Proje yöneticisi Latchesar Ionkov, “Yazılımımız, Adaptive DNA Storage Codec (ADS Kodeksi), bir bilgisayarın anladığı dataları biyolojinin anladığına çeviriyor.” diyor. Los Alamos grubu, daha geniş Moleküler Bilgi Depolama (MIST) programının bir da kesimi. Projenin acil gayesi, 1.000 dolardan daha düşük bir maliyetle 24 saat içinde 1 TB yazma ve 10 TB okuma kapasitesine sahip DNA depolama teknolojileri geliştirmek.
Tüm pürüzler aşıldığında DNA depolama büyük ölçüde bilgiyi düşük maliyetle depolamanın bir yolunu sağlayabilecek. Ayrıyeten, üretilen bilgi ölçüsü artmaya devam ettikçe teknolojinin önümüzdeki yıllarda hayati değer taşıyacağı düşünülüyor. Günümüzde arşivleme gayesiyle kullanılan teyp depolama ile karşılaştırıldığında DNA’nın çok daha ağır, çabuk bozulmayan ve bakım gerektirmeyen yapısı öne çıkıyor.
Bir öteki Los Alamos araştırmacısı Bradley Settlemyer ise, “DNA depolama, arşiv depolaması hakkındaki fikirlerinizi bozabilir, zira bilgi saklama çok uzun ve data yoğunluğu çok yüksek. Dönümler ve hektarlarca data merkezi yerine tüm YouTube’u buzdolabınızda saklayabilirsiniz.” tabirlerini kullanıyor.
Los Alamos grubu, ikili 0’ları ve 1’leri dört harfli (A, C, G ve T) genetik alfabesine çevirme ve kodlama ve kod çözme sürecine odaklanıyor. ADS Kodeksi, bir DNA dizisini oluşturan harf dizilerine ek pahalar eklendiğinde yahut kazara silindiğinde ortaya çıkan doğal yanılgılarla gayret etmek için tasarlanmış. Bu bilgiler tekrar ikiliye dönüştürüldüğünde, kodek anormallikleri denetim ediyor ve şayet biri tespit edilirse, datalar doğrulanana kadar zincirden harfleri ekleniyor ve kaldırılıyor.

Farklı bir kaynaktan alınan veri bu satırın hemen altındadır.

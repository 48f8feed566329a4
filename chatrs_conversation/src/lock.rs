//! Per-session turn serialisation.

use std::collections::HashMap;
use std::sync::{Arc, Mutex as StdMutex, PoisonError};

use tokio::sync::{Mutex, OwnedMutexGuard};

type LockMap = Arc<StdMutex<HashMap<String, Arc<Mutex<()>>>>>;

/// One async mutex per session id.
///
/// A turn holds the guard from load to save, so turns on the same id run one
/// after another while turns on different ids proceed independently. An id's
/// entry is dropped once no turn holds or waits on it.
#[derive(Debug, Default)]
pub struct SessionLocks {
    locks: LockMap,
}

/// Exclusive access to one session id, released on drop.
#[derive(Debug)]
pub struct SessionGuard {
    guard: Option<OwnedMutexGuard<()>>,
    id: String,
    locks: LockMap,
}

impl SessionLocks {
    #[must_use]
    pub fn new() -> Self {
        Self::default()
    }

    /// Wait for exclusive access to `id`.
    pub async fn acquire(&self, id: &str) -> SessionGuard {
        let lock = {
            let mut locks = self.locks.lock().unwrap_or_else(PoisonError::into_inner);
            Arc::clone(locks.entry(id.to_string()).or_default())
        };
        SessionGuard {
            guard: Some(lock.lock_owned().await),
            id: id.to_string(),
            locks: Arc::clone(&self.locks),
        }
    }

    #[cfg(test)]
    fn tracked(&self) -> usize {
        self.locks
            .lock()
            .unwrap_or_else(PoisonError::into_inner)
            .len()
    }
}

impl Drop for SessionGuard {
    fn drop(&mut self) {
        drop(self.guard.take());

        // Waiters hold a clone of the entry, so a count of one means only the map is left.
        let mut locks = self.locks.lock().unwrap_or_else(PoisonError::into_inner);
        if locks
            .get(&self.id)
            .is_some_and(|lock| Arc::strong_count(lock) == 1)
        {
            locks.remove(&self.id);
        }
    }
}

ADS Kodeksi 1.0 sürümü son halini almış durumda ve yakında MIST projesinin öteki üyeleri tarafından inşa edilen sistemlerin performansını kıymetlendirmek için kullanılacak.
Daha evvel araştırmacılar bir DNA alternatifi olarak küçük moleküller üzerine data depolamayı da başarmıştı.